Offshore Charging Stations to Help Reduce Carbon Emissions
In a bid to help reduce air pollution and cut carbon emissions, global commercial shipping giant Maersk has announced plans to install several hundred offshore charging stations. These will allow vessels waiting to enter ports to power themselves using electricity instead of fuel oil.
Each day, around 3,500 commercial ships lie idle at ports all around the world while they wait to be given clearance to enter. Of course, these vessels still require power while lying idle and they use fossil fuels to do so. According to Maersk, coaster vessels can consume up to five tonnes of shipping fuel each day while waiting outside ports, with larger vessels like container ships consuming as much as ten tonnes.

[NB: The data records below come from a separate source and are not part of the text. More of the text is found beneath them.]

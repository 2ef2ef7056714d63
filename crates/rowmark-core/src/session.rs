//! Stream session: everything owned by one open stream.
//!
//! A [`StreamSession`] holds the [`Transformer`] (with its offset map), the
//! throttled stream-update channel and the [`ProgressState`]. Chunks go in
//! through [`StreamSession::convert`] (pull mode) or
//! [`StreamSession::pipe`] (push mode); [`StreamSession::close`] applies the
//! rest policy and flushes both channels synchronously.
//!
//! Sessions share nothing; the only asynchronous parts are the throttle
//! timers, which die with the session.

use std::sync::Arc;

use futures::{Stream, StreamExt};
use tokio::io::{AsyncWrite, AsyncWriteExt};

use crate::markers::DEFAULT_REPLACEMENT;
use crate::notifier::Notifier;
use crate::offset_map::OffsetMap;
use crate::progress::ProgressState;
use crate::throttle::{Throttle, ThrottlePolicy};
use crate::transform::{RestPolicy, Transformer};
use crate::types::{Chunk, SourceId, StreamId, StreamUpdate, TransformResult};

/// Per-session tunables, usually built from [`Config`](crate::config::Config).
#[derive(Debug, Clone, Copy, PartialEq)]
pub struct SessionSettings {
    pub stream: ThrottlePolicy,
    pub progress: ThrottlePolicy,
    pub rest_policy: RestPolicy,
    pub marker_replacement: char,
}

impl Default for SessionSettings {
    fn default() -> Self {
        Self {
            stream: ThrottlePolicy::default(),
            progress: ThrottlePolicy::default(),
            rest_policy: RestPolicy::default(),
            marker_replacement: DEFAULT_REPLACEMENT,
        }
    }
}

/// Totals reported by [`StreamSession::pipe`].
#[derive(Debug, Clone, Copy, Default, PartialEq, Eq)]
pub struct PipeSummary {
    pub chunks: u64,
    pub rows: u64,
    pub bytes: u64,
}

impl PipeSummary {
    pub fn add(&mut self, result: &TransformResult) {
        self.rows += result.row_count();
        self.bytes += result.bytes_size;
    }
}

pub struct StreamSession {
    transformer: Transformer,
    progress: ProgressState,
    updates: Throttle<StreamUpdate>,
    rest_policy: RestPolicy,
    closed: bool,
}

impl StreamSession {
    pub fn new(
        stream_id: StreamId,
        source: SourceId,
        settings: &SessionSettings,
        notifier: Arc<dyn Notifier>,
    ) -> Self {
        tracing::debug!(stream = %stream_id, source, "session opened");
        Self {
            transformer: Transformer::new(stream_id.clone(), source)
                .with_replacement(settings.marker_replacement),
            progress: ProgressState::new(stream_id, settings.progress, Arc::clone(&notifier)),
            updates: Throttle::new(settings.stream, notifier),
            rest_policy: settings.rest_policy,
            closed: false,
        }
    }

    pub fn stream_id(&self) -> &StreamId {
        self.transformer.stream_id()
    }

    pub fn source(&self) -> SourceId {
        self.transformer.source()
    }

    pub fn map(&self) -> &OffsetMap {
        self.transformer.map()
    }

    pub fn rest(&self) -> &str {
        self.transformer.rest()
    }

    pub fn progress(&self) -> &ProgressState {
        &self.progress
    }

    pub fn progress_mut(&mut self) -> &mut ProgressState {
        &mut self.progress
    }

    pub fn rest_policy(&self) -> RestPolicy {
        self.rest_policy
    }

    pub fn set_rest_policy(&mut self, policy: RestPolicy) {
        self.rest_policy = policy;
    }

    pub fn is_closed(&self) -> bool {
        self.closed
    }

    /// Convert one chunk and schedule the resulting stream update. Sized
    /// progress advances by the chunk's input length.
    pub fn convert(&mut self, chunk: impl Into<Chunk>) -> TransformResult {
        let chunk = chunk.into();
        let input_bytes = chunk.len() as u64;
        let result = self.transformer.convert(chunk);
        self.notify(&result, input_bytes);
        result
    }

    /// Drain `chunks` in order, writing every marked output to `writer`.
    /// The session stays open; follow with [`finish_into`](Self::finish_into)
    /// or [`close`](Self::close).
    pub async fn pipe<S, W>(&mut self, chunks: S, writer: &mut W) -> std::io::Result<PipeSummary>
    where
        S: Stream<Item = Chunk>,
        W: AsyncWrite + Unpin,
    {
        let mut summary = PipeSummary::default();
        let mut chunks = std::pin::pin!(chunks);
        while let Some(chunk) = chunks.next().await {
            summary.chunks += 1;
            let result = self.convert(chunk);
            summary.add(&result);
            if !result.output.is_empty() {
                writer.write_all(result.output.as_bytes()).await?;
            }
        }
        writer.flush().await?;
        Ok(summary)
    }

    /// [`close`](Self::close) the session and write the final row, if any,
    /// to `writer`.
    pub async fn finish_into<W>(&mut self, writer: &mut W) -> std::io::Result<Option<TransformResult>>
    where
        W: AsyncWrite + Unpin,
    {
        let last = self.close();
        if let Some(result) = &last {
            writer.write_all(result.output.as_bytes()).await?;
        }
        writer.flush().await?;
        Ok(last)
    }

    /// Apply the rest policy, flush pending stream updates and tear down the
    /// progress state. Returns the final row if the rest was flushed.
    /// Closing twice is a no-op.
    pub fn close(&mut self) -> Option<TransformResult> {
        if self.closed {
            return None;
        }
        self.closed = true;

        let last = self.transformer.finish(self.rest_policy);
        if let Some(result) = &last {
            self.notify(result, 0);
        }
        self.updates.flush();
        self.progress.destroy();

        tracing::info!(
            stream = %self.stream_id(),
            rows = self.map().rows_count(),
            bytes = self.map().byte_length(),
            "session closed"
        );
        last
    }

    fn notify(&mut self, result: &TransformResult, input_bytes: u64) {
        self.progress.consume(input_bytes);

        let map = self.transformer.map();
        let (from, to) = result
            .rows
            .map_or((-1, -1), |rows| (rows.from as i64, rows.to as i64));
        let update = StreamUpdate {
            stream_id: self.transformer.stream_id().clone(),
            total_byte_length: map.byte_length(),
            total_row_count: map.rows_count(),
            added_output_text: result.output.clone(),
            added_from_row: from,
            added_to_row: to,
        };
        self.updates.update(update);
    }
}

impl Drop for StreamSession {
    fn drop(&mut self) {
        self.close();
    }
}

// ---------------------------------------------------------------------------
// Tests
// ---------------------------------------------------------------------------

The move to install offshore charging stations has been driven in part by the massive spike in the discharge of toxic exhaust fumes caused by COVID-19. A combination of increasing import demand and lack of labour due to the pandemic has led to unprecedented bottlenecks and congestion at major ports all over the world, most notably Los Angeles, Rotterdam and Shanghai. The excess of exhaust fumes from vessels waiting to discharge has caused increased damage to the environment as well as human health problems for residents in urban areas nearby.
The technology for offshore charging stations has been developed by Stillstrom, a new company that is owned by the offshore marine service division of Maersk. Vessels will be able to use the charging stations while moored to a buoy that is connected to the shore by a transmission line.
Stillstrom aims to install up to ten buoys at each of 100 ports by 2028. The first of these buoys is due to be installed between July and September of 2022 at an offshore wind farm that is operated by Orsted. Over the following nine months, a battery of tests are set to be conducted before the technology is rolled out at other ports around the world.
Speaking to news agency Reuters, the manager of Stillstrom Sebastian Klasterer Toft said that the charging stations would result in an annual five million tonnes cut in carbon emissions by 2028, in addition to reducing noise pollution. "Our ambition is that ships should use green power instead of fossil fuels while laying idle at ports", he added.